Quelqu'un pourrait-il donc me dire quel résultat concret il entrevoit à partir d'ici?

La présidente : Merci beaucoup.

Madame Jenny, vous avez la parole.

Mme Joan Jenny, à titre personnel : Merci. Je représente la Northern Comfort Production.

J'apprécie l'occasion qui m'est ici donnée de prendre la parole devant vous ce soir et je vous rends hommage à tous d'être ici. En ma qualité d'auteure, de productrice et de directrice, je suis ici pour représenter également le public. J'ai été intervenante lors des audiences tenues par le CRTC en 1996 et je suis membre de l'équipe noyau du Craig Broadcasting System.

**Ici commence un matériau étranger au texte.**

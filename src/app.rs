//! Application state and core logic

use crate::config::FlowConfig;
use crate::platform::{is_submit_modifier, is_text_input};
use crate::state::{AppState, Field, Form, FormData, FormStore, RequestType, StepTransition};
use crate::submission::{
    HttpContactClient, Notifier, SubmissionOrchestrator, SubmissionState, SubmitOutcome,
};
use anyhow::Result;
use crossterm::event::{KeyCode, KeyEvent};
use std::sync::Arc;

/// Main application struct
pub struct App {
    /// Booking form and its submission lifecycle
    pub form: SubmissionOrchestrator,
    /// Toasts, gauge and status line
    pub state: AppState,
    /// Request type preselected on a fresh form
    default_request_type: RequestType,
    /// Whether the app should quit
    quit: bool,
}

impl App {
    /// Create a new App instance
    pub fn new(config: &FlowConfig) -> Result<Self> {
        let state = AppState::default();
        let notifier: Arc<dyn Notifier> = Arc::new(state.toasts.clone());
        let default_request_type = config.default_request_type();

        let store = FormStore::with_data(FormData {
            request_type: default_request_type,
            ..Default::default()
        });
        let mut form = SubmissionOrchestrator::new(store, notifier)
            .with_banner_duration(config.success_banner_duration());

        if let Some(url) = config.rest_url() {
            let client = HttpContactClient::new(url, config.nonce.clone())?;
            tracing::info!(rest_url = client.rest_url(), "submissions go to contact endpoint");
            form = form.with_endpoint(Arc::new(client));
        } else {
            tracing::info!("no contact endpoint configured, submissions are simulated");
        }

        Ok(Self {
            form,
            state,
            default_request_type,
            quit: false,
        })
    }

    pub fn should_quit(&self) -> bool {
        self.quit
    }

    pub fn quit(&mut self) {
        self.quit = true;
    }

    /// Whether the UI should redraw at animation rate
    pub fn is_animating(&self) -> bool {
        self.form.is_submitting() || self.state.gauge.is_animating()
    }

    /// Apply background submission events and advance the gauge
    pub fn tick(&mut self) {
        let was_submitting = self.form.is_submitting();
        if self.form.pump() {
            match self.form.status().clone() {
                SubmissionState::InProgress { progress, .. } => {
                    self.state.gauge.set_target(progress)
                }
                SubmissionState::Success(_) if was_submitting => {
                    self.state.gauge.snap(100);
                    self.state.status_message = None;
                    // The store was reset to empty values
                    self.form.store_mut().data.request_type = self.default_request_type;
                }
                SubmissionState::Idle if was_submitting => {
                    self.state.gauge.snap(0);
                    self.state.status_message = None;
                }
                _ => {}
            }
        }
        self.state.gauge.update();
    }

    /// Validate everything and start the submission
    pub fn submit(&mut self) {
        match self.form.submit() {
            SubmitOutcome::Started { request_type } => {
                self.state.gauge.snap(0);
                if let Some(progress) = self.form.status().progress() {
                    self.state.gauge.set_target(progress);
                }
                self.state.status_message = Some(request_type.pending_title().to_string());
            }
            SubmitOutcome::Rejected { invalid, .. } => {
                if let Some(first) = invalid.first() {
                    self.focus_field(*first);
                }
                self.state.status_message = None;
            }
            SubmitOutcome::AlreadySubmitting => {
                self.state.status_message = Some("Already submitting".to_string());
            }
            SubmitOutcome::TornDown => {}
        }
    }

    /// Move keyboard focus to `field` if the active step shows it
    fn focus_field(&mut self, field: Field) {
        let store = self.form.store_mut();
        if let Some(index) = store
            .active_step()
            .visible_fields
            .iter()
            .position(|f| *f == field)
        {
            store.set_active_field(index);
        }
    }

    fn next_step(&mut self) {
        match self.form.store_mut().next_step() {
            StepTransition::Advanced(_) => self.state.status_message = None,
            StepTransition::Blocked(invalid) => {
                if let Some(first) = invalid.first() {
                    self.focus_field(*first);
                }
                self.state.status_message = Some("Please fix the highlighted fields".to_string());
            }
            StepTransition::Locked => {
                self.state.status_message = Some("Submission in progress".to_string());
            }
            StepTransition::NotAdjacent => {}
        }
    }

    /// Handle keyboard input
    pub fn handle_key(&mut self, key: KeyEvent) -> Result<()> {
        // Toasts are modal until dismissed
        if self.state.has_toasts() {
            if matches!(key.code, KeyCode::Enter | KeyCode::Esc) {
                self.state.dismiss_toast();
            }
            return Ok(());
        }

        let is_submit_key =
            matches!(key.code, KeyCode::Char('s')) && is_submit_modifier(key.modifiers);

        // The form is hidden and frozen until the submission settles
        if self.form.is_submitting() {
            if is_submit_key {
                self.submit();
            } else {
                self.state.status_message = Some("Submission in progress".to_string());
            }
            return Ok(());
        }

        let store = self.form.store_mut();
        let focused = store.focused_field();

        match key.code {
            _ if is_submit_key => self.submit(),
            KeyCode::Tab => store.next_field(),
            KeyCode::BackTab => store.prev_field(),
            KeyCode::Esc => {
                store.go_back();
            }
            KeyCode::Enter if focused.is_multiline() => store.push_char('\n')?,
            KeyCode::Enter => {
                if store.is_last_step() {
                    self.submit();
                } else {
                    self.next_step();
                }
            }
            KeyCode::Char(' ') if !focused.is_text() => store.toggle_focused()?,
            KeyCode::Left | KeyCode::Right if focused == Field::RequestType => {
                store.toggle_focused()?
            }
            KeyCode::Char(c) if is_text_input(key.modifiers) => store.push_char(c)?,
            KeyCode::Backspace => store.pop_char()?,
            _ => {}
        }
        Ok(())
    }

    /// Cancel background work before exit
    pub fn shutdown(&mut self) {
        self.form.teardown();
    }
}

Le comité ici réuni aujourd'hui est un groupe de personnes courageuses dont le mandat, vu la complexité des dossiers, pourrait être perçu comme étant tout à fait non réaliste. Une question pourrait être la rentabilité et les monopoles. Une autre, la responsabilité des médias, la pertinence à l'égard de la communauté et la façon de livrer le service.

Le média lui-même, le message, lui, ne change jamais. Le message tourne autour des besoins authentiques des habitants de toutes les communautés. L'histoire des gens sera toujours la source, et non pas les entreprises, les journalistes. L'histoire sera toujours l'expérience des gens, qu'ils soient bons, mauvais ou méchants. C'est David Beers, de The Tyee, qui a le mieux résumé la situation : « Faites le travail ».

J'aimerais vous donner quelques exemples du travail que j'ai fait et qui représente les médias. En 1985, j'ai produit un reportage sur l'anorexie avec un rédacteur de mode de The Province. Je n'ai pas reçu un sou. En 1986, Keith Fraser de The Province nous a aidés avec des dossiers sur l'enseignement à domicile par les parents, dans le sillage de la Commission royale sur l'éducation. Je n'ai pas reçu un sou. En 1992, dans le quartier centre-sud de Los Angeles, j'ai travaillé aux côtés de membres de gang à un reportage qui a été couvert par KCLA et le Los Angeles Times. Je n'ai reçu aucune contribution financière. En 1995, CKVU, enchaînant sur le travail de Fabian Dawson de The Province, a fait un reportage sur l'éthique du projet B.C. Hydro International qui menaçait de déplacer le peuple Penan en Malaisie. Le projet a été stoppé. Je n'ai pas reçu d'argent et ma liste pourrait se poursuivre encore et encore.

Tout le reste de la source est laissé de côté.